SQL TIP: DELETE DUPLICATES BASED ON A COLUMN LIST
""""""""""""""""""""""""""""""""""""""""""""""""""""""""""""""""""""""
PRODUCT : R:BASE VERSION : 3.1
CATEGORY : SQL SUBCATEGORY : DELETE DUPLICATES
""""""""""""""""""""""""""""""""""""""""""""""""""""""""""""""""""""""
Replace programs, complex reports, and relational commands with SQL to
achieve maximum performance.
Using SQL, you can find duplicates based on a list of columns. All you
need is a SELECT command that does the equivalent of a TALLY and uses
a HAVING clause to select the groups that have counts greater than
one. To delete the duplicates, use the SELECT in a DECLARE CURSOR
structure to delete duplicates after keeping the first row in each
group.
For example, using CONCOMP, add a few duplicate rows to TRANSMASTER.

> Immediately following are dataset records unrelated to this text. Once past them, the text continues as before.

//! Admin session tracking for JWT revocation
//!
//! Every issued token pair is recorded in `user_sessions` keyed by its JTI.
//! The refresh session is the parent; the access session points at it, so
//! revoking a refresh session also revokes the access token issued with it.

use sqlx::{PgConnection, PgExecutor, PgPool};
use time::OffsetDateTime;
use uuid::Uuid;

use super::jwt::TokenPair;
use crate::error::ApiResult;

/// Maximum concurrent refresh sessions per user
const MAX_SESSIONS_PER_USER: i64 = 10;

/// Client details recorded with a session
#[derive(Debug, Clone, Default)]
pub struct SessionContext {
    pub ip_address: Option<String>,
    pub user_agent: Option<String>,
}

/// Record a freshly issued token pair in its own transaction
pub async fn save_session(
    pool: &PgPool,
    user_id: Uuid,
    tokens: &TokenPair,
    context: &SessionContext,
) -> ApiResult<Uuid> {
    let mut tx = pool.begin().await?;
    let session_id = save_session_in(&mut *tx, user_id, tokens, context).await?;
    tx.commit().await?;
    Ok(session_id)
}

/// Record a freshly issued token pair on the caller's transaction.
///
/// When the user is at the session limit their oldest refresh session is
/// revoked first.
pub async fn save_session_in(
    tx: &mut PgConnection,
    user_id: Uuid,
    tokens: &TokenPair,
    context: &SessionContext,
) -> ApiResult<Uuid> {
    let session_count: (i64,) = sqlx::query_as(
        r#"
        SELECT COUNT(*)
        FROM user_sessions
        WHERE user_id = $1
          AND revoked_at IS NULL
          AND expires_at > NOW()
          AND token_type = 'refresh'
        "#,
    )
    .bind(user_id)
    .fetch_one(&mut *tx)
    .await?;

    if session_count.0 >= MAX_SESSIONS_PER_USER {
        tracing::info!(
            user_id = %user_id,
            current_sessions = session_count.0,
            max_sessions = MAX_SESSIONS_PER_USER,
            "Revoking oldest session due to max sessions limit"
        );

        sqlx::query(
            r#"
            UPDATE user_sessions
            SET revoked_at = NOW(),
                revocation_reason = 'max_sessions_exceeded'
            WHERE id IN (
                SELECT id FROM user_sessions
                WHERE user_id = $1
                  AND revoked_at IS NULL
                  AND token_type = 'refresh'
                ORDER BY created_at ASC
                LIMIT 1
            )
            OR parent_session_id IN (
                SELECT id FROM user_sessions
                WHERE user_id = $1
                  AND revoked_at IS NULL
                  AND token_type = 'refresh'
                ORDER BY created_at ASC
                LIMIT 1
            )
            "#,
        )
        .bind(user_id)
        .execute(&mut *tx)
        .await?;
    }

    let refresh_session_id: Uuid = sqlx::query_scalar(
        r#"
        INSERT INTO user_sessions (user_id, jti, token_type, expires_at, ip_address, user_agent)
        VALUES ($1, $2, 'refresh', $3, $4, $5)
        RETURNING id
        "#,
    )
    .bind(user_id)
    .bind(&tokens.refresh_jti)
    .bind(tokens.refresh_expires_at)
    .bind(context.ip_address.as_deref())
    .bind(context.user_agent.as_deref())
    .fetch_one(&mut *tx)
    .await?;

    sqlx::query(
        r#"
        INSERT INTO user_sessions (
            user_id, jti, token_type, expires_at, ip_address, user_agent, parent_session_id
        )
        VALUES ($1, $2, 'access', $3, $4, $5, $6)
        "#,
    )
    .bind(user_id)
    .bind(&tokens.access_jti)
    .bind(tokens.access_expires_at)
    .bind(context.ip_address.as_deref())
    .bind(context.user_agent.as_deref())
    .bind(refresh_session_id)
    .execute(&mut *tx)
    .await?;

    Ok(refresh_session_id)
}

/// Consume a refresh session for rotation.
///
/// The revoke is the check: only one caller can flip an active session to
/// revoked, so a refresh token is exchanged at most once. Returns false when
/// the session was already revoked, expired or belongs to someone else.
pub async fn consume_refresh_session(
    conn: &mut PgConnection,
    jti: &str,
    user_id: Uuid,
) -> ApiResult<bool> {
    let session_id: Option<Uuid> = sqlx::query_scalar(
        r#"
        UPDATE user_sessions
        SET revoked_at = NOW(),
            revocation_reason = 'rotated'
        WHERE jti = $1
          AND user_id = $2
          AND token_type = 'refresh'
          AND revoked_at IS NULL
          AND expires_at > NOW()
        RETURNING id
        "#,
    )
    .bind(jti)
    .bind(user_id)
    .fetch_optional(&mut *conn)
    .await?;

    let Some(session_id) = session_id else {
        return Ok(false);
    };

    sqlx::query(
        r#"
        UPDATE user_sessions
        SET revoked_at = NOW(),
            revocation_reason = 'rotated'
        WHERE parent_session_id = $1
          AND revoked_at IS NULL
        "#,
    )
    .bind(session_id)
    .execute(&mut *conn)
    .await?;

    Ok(true)
}

/// Session id for a JTI that is unrevoked, unexpired and owned by the user
pub async fn active_session_id(
    pool: &PgPool,
    jti: &str,
    expected_user_id: Uuid,
) -> ApiResult<Option<Uuid>> {
    let id: Option<Uuid> = sqlx::query_scalar(
        r#"
        SELECT id
        FROM user_sessions
        WHERE jti = $1
          AND user_id = $2
          AND revoked_at IS NULL
          AND expires_at > NOW()
        "#,
    )
    .bind(jti)
    .bind(expected_user_id)
    .fetch_optional(pool)
    .await?;

    Ok(id)
}

/// Revoke a session by JTI together with any child access sessions.
///
/// Returns true if an active session was found.
pub async fn revoke_session(pool: &PgPool, jti: &str, reason: &str) -> ApiResult<bool> {
    let rows_affected = sqlx::query(
        r#"
        UPDATE user_sessions
        SET revoked_at = NOW(),
            revocation_reason = $2
        WHERE revoked_at IS NULL
          AND (
              jti = $1
              OR parent_session_id = (SELECT id FROM user_sessions WHERE jti = $1)
          )
        "#,
    )
    .bind(jti)
    .bind(reason)
    .execute(pool)
    .await?
    .rows_affected();

    Ok(rows_affected > 0)
}

/// Revoke the session an access token belongs to, including its refresh parent
pub async fn revoke_access_session(pool: &PgPool, access_jti: &str, reason: &str) -> ApiResult<bool> {
    let parent_jti: Option<String> = sqlx::query_scalar(
        r#"
        SELECT parent.jti
        FROM user_sessions child
        JOIN user_sessions parent ON parent.id = child.parent_session_id
        WHERE child.jti = $1
        "#,
    )
    .bind(access_jti)
    .fetch_optional(pool)
    .await?;

    match parent_jti {
        Some(jti) => revoke_session(pool, &jti, reason).await,
        None => revoke_session(pool, access_jti, reason).await,
    }
}

/// Revoke every session for a user.
///
/// Used on password reset and when an account is deactivated.
pub async fn revoke_all_sessions(
    executor: impl PgExecutor<'_>,
    user_id: Uuid,
    reason: &str,
) -> ApiResult<u64> {
    let rows_affected = sqlx::query(
        r#"
        UPDATE user_sessions
        SET revoked_at = NOW(),
            revocation_reason = $2
        WHERE user_id = $1
          AND revoked_at IS NULL
        "#,
    )
    .bind(user_id)
    .bind(reason)
    .execute(executor)
    .await?
    .rows_affected();

    Ok(rows_affected)
}

/// True when `expires_at` is still in the future
pub fn is_unexpired(expires_at: OffsetDateTime) -> bool {
    expires_at > OffsetDateTime::now_utc()
}

#[cfg(test)]
mod tests {
    use super::*;
    use time::Duration;

    #[test]
    fn test_is_unexpired() {
        assert!(is_unexpired(OffsetDateTime::now_utc() + Duration::minutes(5)));
        assert!(!is_unexpired(OffsetDateTime::now_utc() - Duration::seconds(1)));
    }

    #[test]
    fn test_session_context_default_is_empty() {
        let ctx = SessionContext::default();
        assert!(ctx.ip_address.is_none());
        assert!(ctx.user_agent.is_none());
    }
}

Then run SQLXDUPE (below) to delete duplicates based on the TRANSID,
CUSTID, and EMPID columns:
*( SQLXDUPE.CMD--Delete duplicates)
*( based on a set of columns.)
SET BELL OFF
DROP CURSOR c1
DECLARE c1 CURSOR FOR +
SELECT transid, custid, empid +
FROM transmaster WHERE transid IN +
(SELECT transid FROM transmaster +
GROUP BY transid, custid, empid +
HAVING COUNT(*) > 1 ) +
GROUP BY transid, custid, empid
OPEN c1
FETCH c1 INTO vtransid vitrans, +
vcustid vicust, vempid viemp
WHILE SQLCODE <> 100 THEN
DELETE ROW FROM transmaster +
WHERE transid=.vtransid AND +
custid=.vcustid AND empid = .vempid +
AND COUNT > 1
FETCH c1 INTO vtransid vitrans, +
vcustid vicust, vempid viemp
ENDWHILE
CLEAR VAR vtransid, vitrans, vcustid, +
vicust, vempid, viemp
Modify SQLXDUPE to use your columns and tables. This example also
shows you a good DECLARE CURSOR structure with INDICATOR variables for
each variable fetched by the FETCH command.